As we discussed triads, I wondered if they would want the same, and when group was dismissed the three of us came together and started talking, and I eventually lost myself in the conversation. I also had a bit of hesitation, wondering if God would possibly want me to open up more and invite someone else into this triad. But, I brought it up to them that I did not know anyone who I trust with my faith and who I felt knew my story and life enough to guide me, and be willing to guided by me. So one of the girls openly asks, “do you guys want to be a triad?”
We had a laugh admitting to each other, we had one another in mind, did not ask out of fear of rejection, out of doubt and out of being unsure; in the end it turns out God had indeed put it in all of our hearts.
It’s safe to say, I feel like – although, I love my freedom session group, and wish we were all together still, I get this sense that there is a reason it was the the three of us who committed to the group and chose to see it through.
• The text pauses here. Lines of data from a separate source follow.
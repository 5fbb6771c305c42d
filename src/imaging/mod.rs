//! Frame processing on top of the `image` crate.
//!
//! | Operation | Crate / function |
//! |---|---|
//! | **Decode** | `image::ImageReader` (format sniffed from content) |
//! | **Resize** | `image::imageops::resize`, Catmull-Rom |
//! | **Encode** | `image::codecs::gif::GifEncoder`, loop forever |
//!
//! The module is split into:
//! - **Calculations**: Pure functions for canvas math (unit testable)
//! - **Parameters**: Frame delay
//! - **Animation**: The in-memory container handed to the encoder
//! - **Backend**: [`FrameBackend`] trait + [`RustBackend`]
//! - **Operations**: High-level functions combining calculations + backend

mod animation;
pub mod backend;
mod calculations;
pub mod operations;
mod params;
pub mod rust_backend;

pub use animation::{Animation, AnimationFrame};
pub use backend::{BackendError, Dimensions, FrameBackend};
pub use calculations::{fits_gif_canvas, needs_resize, resolve_target_size};
pub use operations::{assemble_animation, load_frames, resize_frames, write_animation};
pub use params::FrameDelay;
pub use rust_backend::RustBackend;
I do not know what God’s plan is for us, nor will I try to anticipate and predict. I will let God guide and lead me. I will submit to His authority. But, I truly get this sense that this was God and His intervention. That, as much as it was our choice, God put that in our hearts.
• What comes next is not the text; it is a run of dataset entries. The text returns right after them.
//! CLI output formatting.
//!
//! Console output is informational, one line per fact, in the order the
//! pipeline runs:
//!
//! ```text
//! Framerate: 30
//! Scale: -1*-1
//! Input: frames/*.png
//! Output: out.gif
//! Files found:
//! frames/a.png
//! frames/b.png
//! Loading images
//! Resizing images
//! Canvas: 30x20
//! Creating gif
//! Gif created
//! ```
//!
//! Each `format_*` function only builds lines; the matching `print_*` decides
//! the stream. Fatal errors go to stderr, everything else to stdout.

use crate::config::GifConfig;
use crate::process::{PipelineError, ProgressEvent};

/// Echo the resolved configuration.
pub fn format_config(config: &GifConfig) -> Vec<String> {
    vec![
        format!("Framerate: {}", config.framerate),
        format!("Scale: {}", config.scale_raw),
        format!("Input: {}", config.input),
        format!("Output: {}", config.output.display()),
    ]
}

/// Print the configuration echo to stdout.
pub fn print_config(config: &GifConfig) {
    for line in format_config(config) {
        println!("{}", line);
    }
}

/// Format a single pipeline progress event as display lines.
pub fn format_progress_event(event: &ProgressEvent<'_>) -> Vec<String> {
    match event {
        ProgressEvent::FilesFound(files) => {
            let mut lines = Vec::with_capacity(files.len() + 1);
            lines.push("Files found:".to_string());
            lines.extend(files.iter().map(|f| f.display().to_string()));
            lines
        }
        ProgressEvent::LoadingImages => vec!["Loading images".to_string()],
        ProgressEvent::ResizingImages => vec!["Resizing images".to_string()],
        ProgressEvent::CanvasResolved { canvas, .. } => vec![format!("Canvas: {}", canvas)],
        ProgressEvent::CreatingGif => vec!["Creating gif".to_string()],
        ProgressEvent::GifCreated(_) => vec!["Gif created".to_string()],
    }
}

/// Print a progress event to stdout.
pub fn print_progress_event(event: &ProgressEvent<'_>) {
    for line in format_progress_event(event) {
        println!("{}", line);
    }
}

/// Format a pipeline failure.
///
/// Validation aborts read as plain messages; fatal errors carry an `Error:`
/// prefix and the chain of underlying causes.
pub fn format_error(err: &PipelineError) -> String {
    if err.is_validation() {
        return err.to_string();
    }
    let mut message = format!("Error: {}", err);
    let mut source = std::error::Error::source(err);
    while let Some(cause) = source {
        let text = cause.to_string();
        if !message.contains(&text) {
            message.push_str(&format!("\n  caused by: {}", text));
        }
        source = cause.source();
    }
    message
}

/// Print a pipeline failure: validation aborts on stdout, fatal errors on stderr.
pub fn print_error(err: &PipelineError) {
    let message = format_error(err);
    if err.is_validation() {
        println!("{}", message);
    } else {
        eprintln!("{}", message);
    }
}

#[cfg(test)]
mod tests {
    use super::*;
    use crate::config::ConfigError;
    use crate::imaging::{BackendError, Dimensions};
    use std::path::{Path, PathBuf};

    #[test]
    fn config_echo_uses_raw_scale() {
        let config = GifConfig::new(24, "64*abc", "frames/*.png", PathBuf::from("out.gif"));
        assert_eq!(
            format_config(&config),
            vec![
                "Framerate: 24",
                "Scale: 64*abc",
                "Input: frames/*.png",
                "Output: out.gif",
            ]
        );
    }

    #[test]
    fn files_found_lists_every_path() {
        let files = vec![PathBuf::from("frames/a.png"), PathBuf::from("frames/b.png")];
        let lines = format_progress_event(&ProgressEvent::FilesFound(&files));
        assert_eq!(lines, vec!["Files found:", "frames/a.png", "frames/b.png"]);
    }

    #[test]
    fn stage_announcements() {
        assert_eq!(
            format_progress_event(&ProgressEvent::LoadingImages),
            vec!["Loading images"]
        );
        assert_eq!(
            format_progress_event(&ProgressEvent::ResizingImages),
            vec!["Resizing images"]
        );
        assert_eq!(
            format_progress_event(&ProgressEvent::CreatingGif),
            vec!["Creating gif"]
        );
        assert_eq!(
            format_progress_event(&ProgressEvent::GifCreated(Path::new("out.gif"))),
            vec!["Gif created"]
        );
    }

    #[test]
    fn canvas_line() {
        let event = ProgressEvent::CanvasResolved {
            canvas: Dimensions::new(30, 20),
            resized: 2,
        };
        assert_eq!(format_progress_event(&event), vec!["Canvas: 30x20"]);
    }

    #[test]
    fn validation_errors_have_no_prefix() {
        let err = PipelineError::NoInput("frames/*.png".into());
        assert_eq!(format_error(&err), "No files found matching frames/*.png");

        let err = PipelineError::Config(ConfigError::FramerateTooHigh { framerate: 150 });
        assert!(format_error(&err).starts_with("Framerate is too high"));
    }

    #[test]
    fn fatal_errors_include_cause() {
        let err = PipelineError::Imaging(BackendError::Encode(image::ImageError::IoError(
            std::io::Error::other("disk full"),
        )));
        let message = format_error(&err);
        assert!(message.starts_with("Error: GIF encode failed"));
        assert!(message.contains("disk full"));
    }
}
I am so excited to do life with these two girls. I have shown them a side of me I do not like, the secrets I wanted to keep buried and never undid. And now, I am ready to walk on a path to a God lead vision that I am very excited to see through.
I hope, when future me sees this, you remember the joy and comfort. Remember feeling God there with the three of you, as you made the “Kiwi Three“. Remember feeling God as you prayed in the driveway. Remember being confident that God is there, He always is and He is always moving.